Parents as Teachers Foundational Curriculum: Prenatal to 3 (Parents as Teachers) has been evaluated in many studies since it began in 1984; and over the years, the curriculum has been revised several times. This review presents evidence from two studies on the effectiveness of the current version of the Parents as Teachers curriculum, which was introduced in 2010. The first study is a recent evaluation of Parents as Teachers (Lahti, Evans, Goodman, Schmidt & LeCroy, 2019). The second study investigates implementation of Parents as Teachers as part of the Zurich Equity Prevention Project with Parents' Participation and Integration (ZEPPELIN) intervention (Schaub, Ramseier, Neuhauser, Burkhardt, & Lanfranchi, 2019; Neuhauser, Ramseier, Shaub, Burkhardt, & Lanfranchi, 2018).
While this report focuses on evidence for child outcomes in the school readiness domains, Parents as Teachers has also been associated with positive parenting outcomes. For more information on Parents as Teachers as a parenting curriculum, please see the Parenting Curricula for Home-Based Delivery Database. In addition, the Home Visiting Evidence of Effectiveness (HomVEE) review presents information on associations between Parents as Teachers and outcomes in maternal and child health and other domains.
Rigorous Research Design: The Parents as Teachers evaluation used a quasi-experimental design, and the ZEPPELIN study used an experimental design.
Sample and Generalizability: The Parents as Teachers evaluation included children who were enrolled in the Arizona public schools whose participated in Parents as Teachers as young children. The children were predominantly Hispanic, and most qualified for free and reduced lunch in the public schools. The ZEPPELIN study took place in Switzerland. The sample included families of children who were less than 4 months old when the study began. Families had psychosocial risk factors, and most were immigrants to Switzerland.
Fidelity of Implementation: The Parents as Teachers evaluation did not report training or fidelity information. The home visitors in the ZEPPELIN study were pediatric nurses who participated in training as parent educators and attained recertification. They had to meet fidelity requirements developed by their organization, including annual performance reports.
Parenting Outcomes: The Parents as Teachers evaluation analyzed parenting outcomes using a pre-test/post-test design without a comparison group. It found positive parenting outcomes for caregiver interactions during play, as well as for a variety of protective factors (i.e., family functioning, social support, and concrete support). While scores on nurturing and attachment were slightly higher at post-test, the difference was not significant. The ZEPPELIN study found a positive effect of Parents as Teachers on maternal sensitivity when children were 12 months old, though not when children were 24 or 36 months old.
Child Outcomes: The Parents as Teachers evaluation assessed children’s elementary math achievement, elementary reading achievement (on two measures), and English Language Learner Achievement (i.e., reading and writing in English). It found a small-medium positive effect on children’s elementary math achievement and a small positive effect on English Language Learner achievement.

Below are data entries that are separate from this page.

// apps/storefront_api/src/lib.rs

//! HTTP front end for the storefront domain.

pub mod config;
pub mod errors;
pub mod services;
pub mod state;
pub mod web;

use anyhow::Context;
use std::sync::Arc;
use storefront::{Datastore, MemoryDatastore, PgDatastore};

use crate::config::AppConfig;

/// PostgreSQL when `DATABASE_URL` is configured (migrations applied), otherwise
/// an empty in-memory datastore.
pub async fn build_datastore(config: &AppConfig) -> anyhow::Result<Arc<dyn Datastore>> {
  match &config.database_url {
    Some(url) => {
      let pg = PgDatastore::connect(url, config.database_max_connections).await?;
      pg.migrate().await?;
      tracing::info!("Connected to PostgreSQL and applied migrations.");
      Ok(Arc::new(pg))
    }
    None => {
      tracing::warn!("DATABASE_URL not set; using the in-memory datastore. Data is lost on exit.");
      Ok(Arc::new(MemoryDatastore::new()))
    }
  }
}

/// Creates the bootstrap superuser when seeding is enabled.
pub async fn seed(config: &AppConfig, ds: &dyn Datastore) -> anyhow::Result<()> {
  if !config.seed_db {
    return Ok(());
  }
  match (&config.admin_username, &config.admin_password) {
    (Some(username), Some(password)) => {
      services::auth_service::ensure_superuser(ds, username, password)
        .await
        .context("failed to seed the bootstrap superuser")?;
      Ok(())
    }
    _ => {
      tracing::warn!("SEED_DB is set but ADMIN_USERNAME/ADMIN_PASSWORD are missing; nothing seeded.");
      Ok(())
    }
  }
}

While there were also small positive effects on children’s elementary reading achievement, the effect only reached significance for one of the measures. The ZEPPELIN study analyzed children’s self-help skills, developmental milestones, developmental competence (in cognitive, language, and motor skills), vocabulary, nonverbal intelligence, developmental dysfunction (child behavior), and effortful control. Children who participated in Parents as Teachers had positive effects on self-help skills, developmental milestones, expressive language, vocabulary, and some aspects of developmental dysfunction and effortful control, when compared to children who did not participate in Parents as Teachers.